Corn syrup is one of several natural sweeteners derived from corn starch. It is used in a wide variety of food products including cookies, crackers, catsups, cereals, flavored yogurts, ice cream, preserved meats, canned fruits and vegetables, soups, beers, and many others. It is also used to provide an acceptable taste to sealable envelopes, stamps, and aspirins. One derivative of corn syrup is high fructose corn syrup, which is as sweet as sugar and is often used in soft drinks. Corn syrup may be shipped and used as a thick liquid or it may be dried to form a crystalline powder.
Corn syrup
The use of corn as a food product dates to about 4000 B.C. when it was grown near what is now Oaxaca in Mexico.
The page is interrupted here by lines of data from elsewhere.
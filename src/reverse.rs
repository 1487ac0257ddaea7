// SPDX-License-Identifier: GPL-3.0-or-later
// Copyright (C) 2026 Erik van der Tier

//! Reverse translator: standard PIC assembly (.asm) to readable assembly.
//!
//! The caller declares the instruction-set family, since standard assembly
//! does not self-identify its family when ambiguous mnemonics are present.
//! Reverse lookup is family-sensitive: where PIC16 redefines a PIC18
//! mnemonic, the family-qualified readable name (`_16` tag) is chosen so
//! that forward translation reproduces the original mnemonic exactly.

use crate::classifier::{classify, LineKind, SourceLine};
use crate::error::Diagnostic;
use crate::table::{Family, InstructionTable, Language};
use crate::translate::Translation;

/// Options for one reverse-translation pass.
#[derive(Debug, Clone, Copy)]
pub struct ReverseOptions {
    pub family: Family,
    pub language: Language,
    /// Render MOVLW/MOVWF/MOVFF as assignment sugar (`wreg = 0x05`).
    /// Off by default: assignment output is not byte-exact under a
    /// forward round-trip, plain readable names are.
    pub assignment_style: bool,
}

impl Default for ReverseOptions {
    fn default() -> Self {
        Self {
            family: Family::Pic16,
            language: Language::En,
            assignment_style: false,
        }
    }
}

/// Translate standard PIC assembly into readable assembly.
pub fn reverse_translate(
    source: &str,
    table: &InstructionTable,
    options: ReverseOptions,
) -> Translation {
    let mut out: Vec<String> = Vec::new();
    let mut diagnostics = Vec::new();

    for (idx, raw) in source.split('\n').enumerate() {
        let line_no = (idx + 1) as u32;
        let line = classify(raw);
        match line.kind {
            LineKind::Instruction => {
                out.push(reverse_instruction(
                    &line,
                    table,
                    options,
                    line_no,
                    &mut diagnostics,
                ));
            }
            _ => out.push(raw.to_string()),
        }
    }

    Translation {
        text: out.join("\n"),
        diagnostics,
    }
}

fn reverse_instruction(
    line: &SourceLine<'_>,
    table: &InstructionTable,
    options: ReverseOptions,
    line_no: u32,
    diagnostics: &mut Vec<Diagnostic>,
) -> String {
    let Some(span) = line.token.clone() else {
        return line.raw.to_string();
    };
    let token = &line.raw[span.clone()];

    let Some(readable) = table.lookup_reverse(token, options.family, options.language) else {
        // Already-readable names pass through silently so a partially
        // translated file can be run through again.
        if table.lookup_forward_any(token).is_none() {
            diagnostics.push(Diagnostic::unknown_instruction(
                line_no,
                span.start + 1,
                token,
            ));
        }
        return line.raw.to_string();
    };

    if options.assignment_style {
        if let Some(rewritten) = assignment_sugar(line, token) {
            return rewritten;
        }
    }

    let mut rewritten = String::with_capacity(line.raw.len() + readable.len());
    rewritten.push_str(&line.raw[..span.start]);
    rewritten.push_str(readable);
    rewritten.push_str(&line.raw[span.end..]);
    rewritten
}

/// Render MOVLW/MOVWF/MOVFF as assignment syntax.
///
///   MOVLW <literal>         ->  wreg = <literal>
///   MOVWF <dest>[, extra]   ->  <dest> = wreg[, extra]
///   MOVFF <src>, <dest>     ->  <dest> = <src>
///
/// Returns `None` when the mnemonic has no sugar form or its operands do
/// not fit it; the caller falls back to plain name substitution.
fn assignment_sugar(line: &SourceLine<'_>, token: &str) -> Option<String> {
    let span = line.token.clone()?;
    let content_end = line.comment.unwrap_or(line.raw.len());
    let (ops_start, ops_end) = trim_span(line.raw, span.end, content_end)?;
    let operands = &line.raw[ops_start..ops_end];

    let sugar = if token.eq_ignore_ascii_case("MOVLW") {
        format!("wreg = {operands}")
    } else if token.eq_ignore_ascii_case("MOVWF") {
        match operands.split_once(',') {
            Some((dest, extra)) => format!("{} = wreg, {}", dest.trim(), extra.trim()),
            None => format!("{operands} = wreg"),
        }
    } else if token.eq_ignore_ascii_case("MOVFF") {
        let (src, dest) = operands.split_once(',')?;
        format!("{} = {}", dest.trim(), src.trim())
    } else {
        return None;
    };

    let mut out = String::with_capacity(line.raw.len());
    out.push_str(&line.raw[..span.start]);
    out.push_str(&sugar);
    out.push_str(&line.raw[ops_end..]);
    Some(out)
}

fn trim_span(raw: &str, start: usize, end: usize) -> Option<(usize, usize)> {
    let bytes = raw.as_bytes();
    let mut s = start;
    while s < end && bytes[s].is_ascii_whitespace() {
        s += 1;
    }
    let mut e = end;
    while e > s && bytes[e - 1].is_ascii_whitespace() {
        e -= 1;
    }
    if s == e {
        None
    } else {
        Some((s, e))
    }
}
Because of its natural hardiness, corn was successfully cultivated by people in much of the Western Hemisphere. It was imported to Spain from the West Indies in about 1520 A.D. and soon became a popular food throughout Europe.
As the use of corn as a food product spread, various machines were developed to help process it. Water-powered mills, which had been used to grind wheat and other grains for thousands of years, were adapted to grind dried corn. By the early 1700s, a device to shell corn—remove the dried corn kernels from the cob—had been patented. The refining process used to separate corn starch from corn kernels is called the wet milling process. It was patented by Orlando Jones in 1841, and Thomas Kingsford established the first commercial wet milling plant in the United States in 1842.
Corn syrup processing machine
The process for converting starches into sugars was first developed in Japan in the 800s using arrowroot. In 1811, the Russian chemist G.S.C. Kirchoff rediscovered this process when he heated potato starch in a weak solution of sulfuric acid to produce several starch-derived sweeteners, including dextrose. In the United States, this acid conversion method was adapted to corn starch in the mid-1800s and the first corn sweeteners were produced in a plant in Buffalo, New York, in 1866. This process remained the principal source of corn syrup until 1967, when the enzyme conversion method for producing high fructose corn syrup was commercialized. At first, this was a batch process requiring several days. In 1972, a continuous enzyme conversion process was developed that reduced the time to several minutes or hours.
Corn syrup processing plant
Today,corn syrups are an important part of many products. In 1996, there were 28 corn-refining plants in the United States that processed a total of about 72 billion lb (33 billion kg) of corn. Of that amount, about 25 billion lb (11.4 billion kg) were converted into corn syrups and other corn sweeteners. These corn-based products supplied more than 55% of the nutritive sweetener market in the United States.